3 years ago Svetlana said

some people sleep, I image source.

3 years ago Alex Nicholson said

So for some reason I didn't know anything about the LHC until Svetlana mentioned it to me yesterday. Off course I do some research and panic. So yeah, I was up until the wee hours determining the time difference between here and Switzerland, and getting upset that you go into black holes head first.

3 years ago Jess Mess said

Absolutely nuts. Thanks Cale for making it simple enough for me to regurgitate this to other people without sounding like I don't even really get it myself.

3 years ago Jimboo said

Blinded by Science with Cale. Good article

3 years ago Alan Zilberman said

Great article!

I heard from a friend who heard from a physicist that LHC will create mini black holes (the size of an atom). Apparently they're so small that they could be sitting on your hand and you wouldn't even notice.

Then again, if the black hole that LHC created were the size of a star, we wouldn't have time to notice... right?

3 years ago Amanda said

so, if i had a tiny black hole in my had, would it really take that much longer to eat me?

this probably sounds stupid, but wouldn't all the holes somehow be attracted to each other creating a bigger one?

i love what-ifs.

3 years ago Cale said

Amanda - your question is not stupid!
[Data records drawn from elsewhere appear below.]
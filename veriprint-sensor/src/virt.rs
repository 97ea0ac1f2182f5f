//! Virtual sensor backend.
//!
//! An in-memory device driven by scripted outcomes. With no script
//! queued, `enroll` and `identify` block like a real sensor waiting for
//! a finger, until `cancel()` unblocks them. Enrolled users live in a
//! plain map so the same object also serves as the [`UserStore`].

use std::collections::{HashMap, VecDeque};
use std::sync::{Condvar, Mutex, MutexGuard};

use veriprint_core::{EnrolledFinger, FingerPosition, Sid, UserRecord};

use crate::driver::{
    EnrollProgress, IdentifyOutcome, IdentifyProgress, SensorDriver, UserStore,
};
use crate::error::SensorError;

/// Scripted outcome for one enrollment call.
pub struct EnrollScript {
    /// Intermediate progress reported before the outcome.
    pub steps: Vec<EnrollProgress>,
    /// Final result. `Ok` stores the template.
    pub outcome: Result<(), SensorError>,
}

impl EnrollScript {
    /// A session that passes `stages` scans and completes.
    pub fn completing(stages: usize) -> Self {
        Self {
            steps: vec![EnrollProgress::StagePassed; stages],
            outcome: Ok(()),
        }
    }

    pub fn failing(error: SensorError) -> Self {
        Self { steps: Vec::new(), outcome: Err(error) }
    }
}

/// Scripted outcome for one identify call.
pub struct IdentifyScript {
    /// Number of rejected scans reported before the outcome.
    pub retries: usize,
    pub outcome: Result<IdentifyOutcome, SensorError>,
}

struct State {
    enroll_scripts: VecDeque<EnrollScript>,
    identify_scripts: VecDeque<IdentifyScript>,
    users: HashMap<Sid, UserRecord>,
    next_db_id: u32,
    in_flight: bool,
    cancel_requested: bool,
}

/// In-memory scriptable sensor. See the module docs.
pub struct VirtualSensor {
    state: Mutex<State>,
    unblocked: Condvar,
}

impl VirtualSensor {
    pub fn new() -> Self {
        Self {
            state: Mutex::new(State {
                enroll_scripts: VecDeque::new(),
                identify_scripts: VecDeque::new(),
                users: HashMap::new(),
                next_db_id: 1,
                in_flight: false,
                cancel_requested: false,
            }),
            unblocked: Condvar::new(),
        }
    }

    fn lock(&self) -> MutexGuard<'_, State> {
        self.state.lock().expect("virtual sensor state poisoned")
    }

    /// Queue the outcome for the next `enroll` call.
    pub fn push_enroll(&self, script: EnrollScript) {
        self.lock().enroll_scripts.push_back(script);
    }

    /// Queue the outcome for the next `identify` call.
    pub fn push_identify(&self, script: IdentifyScript) {
        self.lock().identify_scripts.push_back(script);
    }

    /// True while an unscripted call is blocked waiting for a finger.
    /// Lets tests order `cancel()` after the call has actually parked.
    pub fn is_blocked(&self) -> bool {
        self.lock().in_flight
    }

    /// Pre-populate an enrolled user; returns the record's `db_id`.
    pub fn seed_user(&self, sid: Sid, fingers: &[FingerPosition]) -> u32 {
        let mut st = self.lock();
        let db_id = st.next_db_id;
        st.next_db_id += 1;
        st.users.insert(
            sid,
            UserRecord {
                db_id,
                fingers: fingers.iter().map(|&subtype| EnrolledFinger { subtype }).collect(),
            },
        );
        db_id
    }

    /// Block until `cancel()` is called, then report cancellation.
    fn wait_for_cancel(&self, mut st: MutexGuard<'_, State>) -> SensorError {
        st.in_flight = true;
        while !st.cancel_requested {
            st = self
                .unblocked
                .wait(st)
                .expect("virtual sensor state poisoned");
        }
        st.in_flight = false;
        st.cancel_requested = false;
        SensorError::Canceled
    }

    fn store_template(&self, identity: &Sid, position: FingerPosition) {
        let mut st = self.lock();
        let db_id = match st.users.get(identity) {
            Some(rec) => rec.db_id,
            None => {
                let id = st.next_db_id;
                st.next_db_id += 1;
                id
            }
        };
        st.users
            .entry(identity.clone())
            .or_insert_with(|| UserRecord { db_id, fingers: Vec::new() })
            .fingers
            .push(EnrolledFinger { subtype: position });
    }
}

impl Default for VirtualSensor {
    fn default() -> Self {
        Self::new()
    }
}

impl SensorDriver for VirtualSensor {
    fn enroll(
        &self,
        identity: &Sid,
        position: FingerPosition,
        progress: &mut dyn FnMut(EnrollProgress),
    ) -> Result<(), SensorError> {
        let script = {
            let mut st = self.lock();
            match st.enroll_scripts.pop_front() {
                Some(script) => script,
                None => return Err(self.wait_for_cancel(st)),
            }
        };

        for step in script.steps {
            progress(step);
        }
        script.outcome?;
        self.store_template(identity, position);
        tracing::debug!(identity = %identity, position = position.code(), "virtual enroll stored");
        Ok(())
    }

    fn identify(
        &self,
        progress: &mut dyn FnMut(IdentifyProgress),
    ) -> Result<IdentifyOutcome, SensorError> {
        let script = {
            let mut st = self.lock();
            match st.identify_scripts.pop_front() {
                Some(script) => script,
                None => return Err(self.wait_for_cancel(st)),
            }
        };

        for _ in 0..script.retries {
            progress(IdentifyProgress::BadScan("bad scan".to_string()));
        }
        script.outcome
    }

    fn cancel(&self) {
        let mut st = self.lock();
        // No-op unless a call is actually blocked.
        if st.in_flight {
            st.cancel_requested = true;
            self.unblocked.notify_all();
        }
    }

    fn reset_secure_channel(&self) -> Result<(), SensorError> {
        tracing::debug!("virtual secure channel reset");
        Ok(())
    }

    fn raw_command(&self, request: &[u8]) -> Result<Vec<u8>, SensorError> {
        // Loopback: echo the request with a success trailer.
        let mut response = request.to_vec();
        response.extend_from_slice(&[0x90, 0x00]);
        Ok(response)
    }
}

impl UserStore for VirtualSensor {
    fn lookup_user(&self, sid: &Sid) -> Option<UserRecord> {
        self.lock().users.get(sid).cloned()
    }

    fn delete_record(&self, db_id: u32) -> Result<(), SensorError> {
        let mut st = self.lock();
        st.users.retain(|_, rec| rec.db_id != db_id);
        Ok(())
    }
}

#[cfg(test)]
mod tests {
    use std::sync::Arc;
    use std::time::Duration;

    use super::*;

    fn sid(uid: u32) -> Sid {
        Sid::from_uid(uid)
    }

    #[test]
    fn scripted_enroll_reports_steps_then_stores() {
        let sensor = VirtualSensor::new();
        sensor.push_enroll(EnrollScript {
            steps: vec![
                EnrollProgress::BadScan("smudge".into()),
                EnrollProgress::StagePassed,
            ],
            outcome: Ok(()),
        });

        let mut seen = Vec::new();
        sensor
            .enroll(&sid(1000), FingerPosition::LeftRing, &mut |p| seen.push(p))
            .unwrap();

        assert_eq!(
            seen,
            vec![EnrollProgress::BadScan("smudge".into()), EnrollProgress::StagePassed]
        );
        let rec = sensor.lookup_user(&sid(1000)).unwrap();
        assert_eq!(rec.fingers, vec![EnrolledFinger { subtype: FingerPosition::LeftRing }]);
    }

    #[test]
    fn failed_enroll_stores_nothing() {
        let sensor = VirtualSensor::new();
        sensor.push_enroll(EnrollScript::failing(SensorError::Protocol("nak".into())));
        let err = sensor
            .enroll(&sid(1000), FingerPosition::RightIndex, &mut |_| {})
            .unwrap_err();
        assert!(matches!(err, SensorError::Protocol(_)));
        assert!(sensor.lookup_user(&sid(1000)).is_none());
    }

    #[test]
    fn cancel_unblocks_waiting_identify() {
        let sensor = Arc::new(VirtualSensor::new());
        let worker = {
            let sensor = sensor.clone();
            std::thread::spawn(move || sensor.identify(&mut |_| {}))
        };
        // Wait for the worker to reach the blocking wait.
        let deadline = std::time::Instant::now() + Duration::from_secs(2);
        while !sensor.is_blocked() {
            assert!(std::time::Instant::now() < deadline, "identify never parked");
            std::thread::sleep(Duration::from_millis(5));
        }
        sensor.cancel();
        let err = worker.join().unwrap().unwrap_err();
        assert!(matches!(err, SensorError::Canceled));
    }

    #[test]
    fn cancel_with_nothing_in_flight_is_a_no_op() {
        let sensor = VirtualSensor::new();
        sensor.cancel();
        // A later scripted call must not observe a stale cancel flag.
        sensor.push_identify(IdentifyScript {
            retries: 0,
            outcome: Ok(IdentifyOutcome {
                db_id: 3,
                subtype: FingerPosition::RightThumb,
                template_hash: vec![0xab],
            }),
        });
        assert_eq!(sensor.identify(&mut |_| {}).unwrap().db_id, 3);
    }

    #[test]
    fn delete_record_is_silent_for_unknown_id() {
        let sensor = VirtualSensor::new();
        let db_id = sensor.seed_user(sid(1), &[FingerPosition::LeftThumb]);
        sensor.delete_record(999).unwrap();
        assert!(sensor.lookup_user(&sid(1)).is_some());
        sensor.delete_record(db_id).unwrap();
        assert!(sensor.lookup_user(&sid(1)).is_none());
    }

    #[test]
    fn raw_command_echoes_with_trailer() {
        let sensor = VirtualSensor::new();
        assert_eq!(sensor.raw_command(&[0x01, 0x02]).unwrap(), vec![0x01, 0x02, 0x90, 0x00]);
    }
}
In fact, that has been a question we have asked about the universe for a long time! Our galaxy, right now, is on a collision course with another galaxy. Galaxies crash into each all the time due to gravity, and black holes can merge. In a few million years our night sky will look totally different cause of this collision. So... with all that stuff out there, isn't everything going to eventually collapse on itself? No, because on a universal scale, everything is expanding. Sure there are local traffic accidents, but in the end everything is moving away from each other. It was actually Einstein's biggest mistake, he thought the universe was constant, he imagined that there was some sort of cosmological constant force that kept everything in balance instead of realizing that the opposite is the only possible solution - the universe is expanding. Well it turns out that Einstein was actually sort of right all along, there is a force, and I'm not making this up, called dark energy. It's what is driving the universe to expand while gravity is fighting to collapse it. And dark energy won. But we can't see it. Or directly detect it. We just know it's there. I know, it sounds like sci-fi but whatever.
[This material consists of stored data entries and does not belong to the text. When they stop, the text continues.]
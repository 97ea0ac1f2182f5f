//! Security identifiers and enrolled-user records.

use std::fmt;
use std::str::FromStr;

use serde::{Deserialize, Serialize};

use crate::finger::FingerPosition;

/// Template used to synthesize identifiers from a numeric account ID.
///
/// The trailing component is the uid; the domain components are fixed so
/// that the same account always maps to the same identifier.
const SID_TEMPLATE_PREFIX: &str = "S-1-5-21-111111111-1111111111-1111111111";

/// A structured security identifier for an OS account.
///
/// String-backed and immutable once computed. Either parsed from a
/// configured override or synthesized from the account's uid via
/// [`Sid::from_uid`].
#[derive(Debug, Clone, PartialEq, Eq, Hash, Serialize, Deserialize)]
#[serde(transparent)]
pub struct Sid(String);

impl Sid {
    /// Synthesize an identifier for an account with no configured override.
    ///
    /// Deterministic: the uid becomes the trailing component of a fixed
    /// domain-relative template.
    pub fn from_uid(uid: u32) -> Self {
        Self(format!("{SID_TEMPLATE_PREFIX}-{uid}"))
    }

    pub fn as_str(&self) -> &str {
        &self.0
    }
}

impl fmt::Display for Sid {
    fn fmt(&self, f: &mut fmt::Formatter<'_>) -> fmt::Result {
        f.write_str(&self.0)
    }
}

/// Error parsing an identifier string.
#[derive(Debug, Clone, PartialEq, Eq, thiserror::Error)]
#[error("invalid security identifier: {0:?}")]
pub struct SidParseError(pub String);

impl FromStr for Sid {
    type Err = SidParseError;

    /// Validates the overall shape: an `S-` prefix followed by
    /// dash-separated numeric components.
    fn from_str(s: &str) -> Result<Self, Self::Err> {
        let rest = s
            .strip_prefix("S-")
            .ok_or_else(|| SidParseError(s.to_string()))?;
        if rest.is_empty() || !rest.split('-').all(|c| !c.is_empty() && c.bytes().all(|b| b.is_ascii_digit())) {
            return Err(SidParseError(s.to_string()));
        }
        Ok(Self(s.to_string()))
    }
}

/// A single enrolled finger within a user record.
#[derive(Debug, Clone, Copy, PartialEq, Eq, Serialize, Deserialize)]
pub struct EnrolledFinger {
    /// Finger-position classification assigned at enrollment time.
    pub subtype: FingerPosition,
}

/// The persisted representation of an enrolled user.
///
/// Owned by the external user store; the daemon only reads records and
/// requests deletion by `db_id`.
#[derive(Debug, Clone, PartialEq, Eq, Serialize, Deserialize)]
pub struct UserRecord {
    /// Store-assigned record identifier.
    pub db_id: u32,
    /// Enrolled fingers, in enrollment order.
    pub fingers: Vec<EnrolledFinger>,
}

impl UserRecord {
    /// Designation labels for the enrolled fingers, in record order.
    pub fn finger_labels(&self) -> Vec<&'static str> {
        self.fingers.iter().map(|f| f.subtype.label()).collect()
    }
}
As for the mini black holes? my guess is they'll be too far away from each other. Gravity loses its pull the farther you get away from it so on a microscopic level these guys are probably waaaaay to far away to have a tangible gravitational effect on each other, even if it's like a meter. Just a guess tho.

3 years ago eddie said

Cale Sagan! Yes!

dark energy is thought to be solid mass, is that not true?
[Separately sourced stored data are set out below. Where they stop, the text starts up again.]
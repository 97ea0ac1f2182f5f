//! Core domain types for the veriprint fingerprint daemon.
//!
//! This crate is I/O-free: security identifiers, enrolled-user records,
//! the finger-position table, and the typed progress/result signals that
//! sessions emit. The daemon and the sensor boundary both build on it.

pub mod finger;
pub mod identity;
pub mod signal;

pub use finger::FingerPosition;
pub use identity::{EnrolledFinger, Sid, SidParseError, UserRecord};
pub use signal::{DeviceSignal, EnrollResult, VerifyResult};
alas, i am no buff on this as you seem to be, but i once heard the gravitational pull of a black hole was so strong, that one the size of a fraction of a needle point could collapse an object the size of the earth on itself in less than a millisecond. no?

i could be wrong on both counts, but my last name isn't sagan like yours definitely is now and from now on thank you.

billy-uns and billy-uns of comments ago...

3 years ago Al said

To quote the great astrophysicist Eric Idle:

"The universe itself keeps on expanding and expanding
"In all of the directions it can whiz

"As fast as it can go, at the speed of light, you know,
"Twelve million miles a minute, and that's the fastest speed there is.

"So remember, when you're feeling very small and insecure,
"How amazingly unlikely is your birth,

"And pray that there's intelligent life somewhere up in space,
"'Cause there's bugger all down here on Earth."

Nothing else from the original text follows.